The first part of our three part article series about lavender multiplication is about cuttings. Let’s clone lavender!
One of the popular methods of lavender multiplication is cuttings, when we essentially reproduce the mother plant, we clone it, if you will. The basic meaning of the Greek word klon is twig, branch anyway – so we are not creating some wild gene manipulated monsters, we simply copy the plant. This type of multiplication is called vegetative or monogenetic multiplication. Its great advantage is, that we can “manufacture” new plants in large numbers in a small area, which in their properties are exactly and certainly identical to the original plant. We have two possibilities, depending on if we pick the new specimen when it has already taken root, or when this hasn’t happened yet. The latter is cuttings: we cut a shoot of the plant off, which we root, and we manufacture its exact copy in this way. The former possibility is multiplication by planting layers, which we will mention in the next article.
Spring is perhaps the most fortunate time for cuttings, at this time we should cut one year old, healthy, already woodened shoots off an at least 4 year old plant, or green shoots in the end of summer.
The great advantage of spring propagation is that the nicely strengthened lavender can be planted into its permanent place in the autumn. In the case of autumn propagation they have to be covered against the cold in the winter, then they can be planted out in the open soil in the end of spring. About the proper length of the new lavender shoot there are differing opinions, 4, 3, 2,5 inch (10, 8, 6 cm), but we have seen smaller shoots as well.
We try it with several size variations
The point is one thing, from the lower part of the stem we simply pull the leaves down with a single motion, with this we immediately half the vaporizing surface. We cut the shoot off right under the bunch of leaves. Some swear by the 45 degree cut, because this is how the cut surface is the largest and the root formation will begin on this “wounded” part.
In high (80-95%) humidity, evaporation on the remaining leaves is a lot smaller, besides in humid air the foot rooting of the shoot is faster, as well.
A very simple “measuring device” – we should keep humidity within the range.
The first 2-3 weeks, until the root formation begins is definitely a critical period. For the long term maintenance of humid air we don’t necessarily need a greenhouse, even a one metre transparent plastic bag or a preserve glass will do, with which we catch the humidity, but we provide light.
We put a transparent IKEA box over the propagation tray, so we can take care of the little shoots comfortably and easily.

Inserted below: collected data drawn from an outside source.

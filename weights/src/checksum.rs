use std::fmt::Write;

use sha2::{Digest, Sha256};

use crate::WeightBundle;

/// Lowercase hex SHA-256 of `bytes`.
pub fn digest_hex(bytes: &[u8]) -> String {
    hex(&Sha256::digest(bytes))
}

/// Fingerprints every name, dtype, shape and value of a bundle plus its provenance.
pub fn bundle_checksum(bundle: &WeightBundle) -> String {
    let mut hasher = Sha256::new();

    for (name, record) in bundle.tensors() {
        hasher.update((name.len() as u64).to_le_bytes());
        hasher.update(name.as_bytes());
        hasher.update(record.dtype().name().as_bytes());
        hasher.update((record.shape().len() as u64).to_le_bytes());
        for &dim in record.shape() {
            hasher.update((dim as u64).to_le_bytes());
        }
        hasher.update((record.data().len() as u64).to_le_bytes());
        hasher.update(record.data());
    }

    let provenance = bundle.provenance();
    hasher.update((provenance.config_hash.len() as u64).to_le_bytes());
    hasher.update(provenance.config_hash.as_bytes());
    hasher.update(provenance.step.to_le_bytes());
    hasher.update(provenance.epoch.to_le_bytes());
    hasher.update(provenance.created_at.to_le_bytes());
    hasher.update(provenance.producer.name().as_bytes());

    hex(&hasher.finalize())
}

fn hex(bytes: &[u8]) -> String {
    bytes.iter().fold(String::with_capacity(bytes.len() * 2), |mut s, b| {
        let _ = write!(s, "{b:02x}");
        s
    })
}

The recommendation of specialized books and gardeners is the well washed common river (the grey coloured) sand, or a mixture of perlite and peat, in some people’s case simple screened flower-mould or gravel has worked. Neither sand nor perlite contain nutrients, but the plant doesn’t even need that in the beginning of root formation, the plant draws away the “energy” it needs from itself, however in the case of these substances is the chance the lowest, that some kind of infection will affect the shoot, in which case its part in the soil will simply rot. There is also a method where the soil of the shoot is layered, the top layer (2 inch - 4-5 cm) contains grey sand, the bottom layer common garden soil, thus the root formation starts in the relatively sterile sand, and the growing root network reaches the soil in time, from where it can take up nutrients as well. We tried a few variations from substances we could quickly find at home- sand, different ratios of a garden soil and flower-mould mixture, and later it will turn out which was the most fortunate one.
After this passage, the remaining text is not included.